In 1990, an estimated 654.8 million cases of mental health disorders were recorded, which increased to 970.1 million cases in 2019, the Global Burden of Diseases (GBD) 2019 showed.
The novel coronavirus disease (COVID-19) pandemic has exacerbated conditions that trigger mental health disorders and the cases are set to increase in the coming years, the report underlined. It said:
Epidemiological research suggests that the direct psychological effects of the pandemic and the long-term impacts on the economic and social circumstances of a population might increase the prevalence of common mental disorders.

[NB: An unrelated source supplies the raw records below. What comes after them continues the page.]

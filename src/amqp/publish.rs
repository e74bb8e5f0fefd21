use crate::error::RpcError;
use lapin::options::BasicPublishOptions;
use lapin::publisher_confirm::Confirmation;
use lapin::{BasicProperties, Channel};

/// Reply Code 312 - NO_ROUTE.
/// See https://www.rabbitmq.com/amqp-0-9-1-reference.html
const NO_ROUTE: u16 = 312;

/// Publish a payload on a RabbitMq exchange, waiting for publisher confirmation from the
/// RabbitMq broker if the channel has them enabled.
///
/// The mandatory flag tells the broker how to react if the message cannot be routed to a queue.
/// If this flag is `true`, the broker will return an unroutable message with a Return method.
/// If this flag is `false`, the broker silently drops the message.
#[tracing::instrument(level = "debug", skip(channel, payload, properties))]
pub(crate) async fn publish(
    channel: &Channel,
    exchange: &str,
    routing_key: &str,
    mandatory: bool,
    payload: &[u8],
    properties: BasicProperties,
) -> Result<(), RpcError> {
    let options = BasicPublishOptions {
        mandatory,
        // The immediate flag was dropped in RabbitMQ 3.0, setting it causes a not-supported error.
        immediate: false,
    };
    let confirm = channel
        .basic_publish(exchange, routing_key, options, payload, properties)
        .await?
        .await?;

    match confirm {
        Confirmation::Ack(Some(return_message)) if return_message.reply_code == NO_ROUTE => {
            Err(RpcError::Unroutable(return_message))
        }
        Confirmation::Ack(_) | Confirmation::NotRequested => Ok(()),
        Confirmation::Nack(nack) => Err(RpcError::NegativeAck(nack)),
    }
}
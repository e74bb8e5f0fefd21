mod async_calls;
mod blocking_calls;
mod failures;
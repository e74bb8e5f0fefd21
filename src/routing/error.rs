use crate::converter::ConversionError;
use serde_json::{json, Value};
use std::error::Error as _;

/// The error type returned by method handlers.
///
/// A failing handler never tears the consumer down: the server logs the error and replies
/// with [`HandlerError::to_payload`] so the caller does not have to wait for a timeout.
#[derive(thiserror::Error, Debug)]
pub enum HandlerError {
    #[error("The request body is malformed")]
    MalformedRequest(#[source] ConversionError),
    #[error("The request payload does not match the method's arguments")]
    InvalidArguments(#[source] serde_json::Error),
    #[error("The method's result cannot be serialized")]
    InvalidResult(#[source] serde_json::Error),
    #[error("The method failed")]
    Failed(#[source] anyhow::Error),
}

impl HandlerError {
    /// A stable, machine-readable tag for this class of failure.
    pub fn kind(&self) -> &'static str {
        match self {
            Self::MalformedRequest(_) => "malformed_request",
            Self::InvalidArguments(_) => "invalid_arguments",
            Self::InvalidResult(_) => "invalid_result",
            Self::Failed(_) => "failed",
        }
    }

    /// The best-effort error payload sent back to the caller:
    /// `{"error": {"kind": ..., "message": ...}}`.
    pub fn to_payload(&self) -> Value {
        let mut message = self.to_string();
        let mut source = self.source();
        while let Some(cause) = source {
            message.push_str(": ");
            message.push_str(&cause.to_string());
            source = cause.source();
        }
        json!({ "error": { "kind": self.kind(), "message": message } })
    }
}

impl From<anyhow::Error> for HandlerError {
    fn from(err: anyhow::Error) -> Self {
        Self::Failed(err)
    }
}

#[cfg(test)]
mod tests {
    use super::HandlerError;
    use serde_json::json;

    #[test]
    fn the_payload_carries_the_whole_error_chain() {
        let err = HandlerError::from(anyhow::anyhow!("insufficient funds"));

        let payload = err.to_payload();

        assert_eq!(
            payload,
            json!({"error": {"kind": "failed", "message": "The method failed: insufficient funds"}})
        );
    }
}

There was a higher prevalence of mental health disorders in women (12,760 cases per 100,000 people) than men (11,727 cases per 100,000 people) in 2019, a trend that has remained consistent for three decades, the analysis of GBD 2019 data published in the journal Lancet January 10, 2022 found.
Other mental health disorders considered in the analysis include bipolar disorder, schizophrenia, autism spectrum disorders, conduct disorder, attention-deficit hyperactivity disorder (ADHD), eating disorders and idiopathic developmental intellectual disability.
Women were more likely than men to suffer from depressive disorders, anxiety disorders and eating disorders. The reverse was true for ADHD and autism spectrum disorders. Schizophrenia and eating disorders had the lowest prevalence overall.
Australasia (includes Australia, New Zealand and a few neighboring islands), Tropical Latin America and high-income North America had the highest prevalence of the aggregate of mental health disorders, according to the assessment.
A closer look at disorder-wise prevalence showed regional differences with depressive disorders being the most common in sub-Saharan Africa (4,540 cases per 100,000 people) and North Africa & the Middle East (4,348.9 cases per 100,000 people).
High-income countries also reported the highest prevalence of eating disorders, ADHD, conduct disorder and autism spectrum disorders.
Global disability-adjusted life-years by mental disorder, age & sex in 2019
Source: Lancet Psychiatry
Mental disorders in 2019 resulted in an increase in the number of disability-adjusted life-years (DALY). One DALY represents a loss of one year of full health.
The number of years of full health lost due to mental health disorders increased to 125.3 million globally in 2019 from 80.8 million in 1990, the analysis showed.
DALYs due to mental health disorders in 2019 contributed 4.9 per cent to the overall figure. The share was 3.1 per cent in 1990.
The number of DALYs increased steadily during childhood and adolescence, peaked at the 30-34 years and steadily declined thereafter, the report stated.
The class of diseases was the 10th leading cause of increase in DALYs in 1990. In 2019, its rank worsened to 7th.
Burden due to mental disorders was present across all age groups, the analysis underlined.
The diseases emerged before age five in the form of idiopathic intellectual disability and autism spectrum disorders, and continuing in older age groups with depressive disorders, anxiety disorders and schizophrenia, the report mentioned.